Instead of relation you may see the terms table or file, but, as you may recall from the last chapter, both terms are incorrect.
Let’s add some detail to this definition. A relation has:
A non-empty set of named columns, each with a singular name, with an encoding data type, and coming from a named domain.
Here set dictates that: every relation has at least one column; no two columns within a relation have the same name; a column name can never be NULL, that is, there are no anonymous columns, and columns can appear in any left-to-right order. A column’s name should be meaningful, to a human, indicating what one cell of the column holds (which is why its name must be singular). A column name can, and commonly does, appear in more than one relation.
When you declare a relation’s column to the DBMS you specify a data type, an encoding such as integer, character, etc, that the column’s values have.
The set of values that you want to allow for a column might be smaller than those the encoding data type would allow. For example, a Ph between 0.0 and 14.0, and a one-character data type for a Course-Grade column might be constrained to only A through F. Each allowed value is said to come from a named domain, e.g., “acceptable course grade”. That name is often the same as the column name. While you do not explicitly declare a domain to the DBMS, you can choose to have such constraints enforced by the DBMS, or by an application program, or (foolishly?) trust the users to behave. Two columns (in different relations) with the same name almost always come from the same domain, but could have different data types, or mean different things (and eventually cause confusion). Two columns with different names often come from the same domain, especially if parts of their names are indicative of their having the same domain.
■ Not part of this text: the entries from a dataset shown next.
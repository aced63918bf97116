#![deny(warnings, rust_2018_idioms)]
#![forbid(unsafe_code)]

//! A minimal client for the parts of Vault's HTTP API used by vkcc.

mod client;
#[cfg(any(test, feature = "test-util"))]
pub mod mock;

pub use self::client::{Client, Config};
use serde::Deserialize;
use serde_json::{Map, Value};

/// Vault's logical API.
///
/// Paths are relative to `/v1/`, e.g. `sys/policy/foo`.
#[async_trait::async_trait]
pub trait Vault: Send + Sync {
    /// Reads the secret at `path`, returning `None` if nothing exists there.
    async fn read(&self, path: &str) -> Result<Option<Secret>, Error>;

    /// Writes `data` to `path`, returning the response body if there is one.
    async fn write(&self, path: &str, data: Value) -> Result<Option<Secret>, Error>;

    /// Deletes `path`. Deleting a path that doesn't exist is not an error.
    async fn delete(&self, path: &str) -> Result<(), Error>;

    /// Lists the keys under `path`. Listing a path that doesn't exist returns no keys.
    async fn list(&self, path: &str) -> Result<Vec<String>, Error>;

    /// Authenticates with the Kubernetes auth method mounted at `mount`.
    ///
    /// On success, subsequent requests are made with the returned client token.
    async fn login_kubernetes(&self, mount: &str, role: &str, jwt: &str) -> Result<Auth, Error>;

    /// Picks up a token rotated outside of the process, if the client supports it.
    fn reload_token(&self) {}
}

/// A response from Vault's logical API.
#[derive(Clone, Debug, Default, PartialEq, Deserialize)]
pub struct Secret {
    #[serde(default)]
    pub lease_id: String,

    /// Seconds.
    #[serde(default)]
    pub lease_duration: u64,

    #[serde(default)]
    pub renewable: bool,

    #[serde(default, deserialize_with = "null_as_default")]
    pub data: Map<String, Value>,

    #[serde(default)]
    pub auth: Option<Auth>,
}

/// Describes an authenticated Vault session.
#[derive(Clone, Debug, Default, PartialEq, Deserialize)]
pub struct Auth {
    pub client_token: String,

    #[serde(default)]
    pub accessor: String,

    #[serde(default)]
    pub policies: Vec<String>,

    /// Seconds.
    #[serde(default)]
    pub lease_duration: u64,

    #[serde(default)]
    pub renewable: bool,
}

#[derive(Debug, thiserror::Error)]
pub enum Error {
    #[error("request to {path} failed: {source}")]
    Transport {
        path: String,
        #[source]
        source: reqwest::Error,
    },

    #[error("{path} returned {status}: {}", errors.join("; "))]
    Status {
        path: String,
        status: u16,
        errors: Vec<String>,
    },

    #[error("invalid response from {path}: {reason}")]
    Response { path: String, reason: String },

    #[error("invalid configuration: {0}")]
    Config(String),
}

// === impl Secret ===

impl Secret {
    /// Returns the string at `key` in the secret's data.
    pub fn data_str(&self, key: &str) -> Option<&str> {
        self.data.get(key).and_then(Value::as_str)
    }
}

// === impl Error ===

impl Error {
    pub fn status(&self) -> Option<u16> {
        match self {
            Self::Status { status, .. } => Some(*status),
            _ => None,
        }
    }

    pub fn is_not_found(&self) -> bool {
        self.status() == Some(404)
    }

    /// Indicates that the request's token is missing, expired or lacks permission.
    pub fn is_permission_denied(&self) -> bool {
        matches!(self.status(), Some(401) | Some(403))
    }
}

fn null_as_default<'de, D, T>(de: D) -> Result<T, D::Error>
where
    D: serde::Deserializer<'de>,
    T: Default + Deserialize<'de>,
{
    Ok(Option::<T>::deserialize(de)?.unwrap_or_default())
}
Each column has a scale, which can be nominal, ordinal, or numeric.
Note
Instead of column the terms attribute, field, or variable might be used.
A perhaps-empty set of rows.
Each row is about one instance of the relation name, and is comprised of a set of values, one for each column of the relation. So, while the elements of a set can be heterogeneous, the rows in a relation are homogeneous in the sense that they are all about the same type of thing. Likewise the values in each cell of a row are homogeneous – about the same kind of thing and encoded (integer, character, etc.) the same way.
Note
Instead of row the terms instance, tuple, or record might be used.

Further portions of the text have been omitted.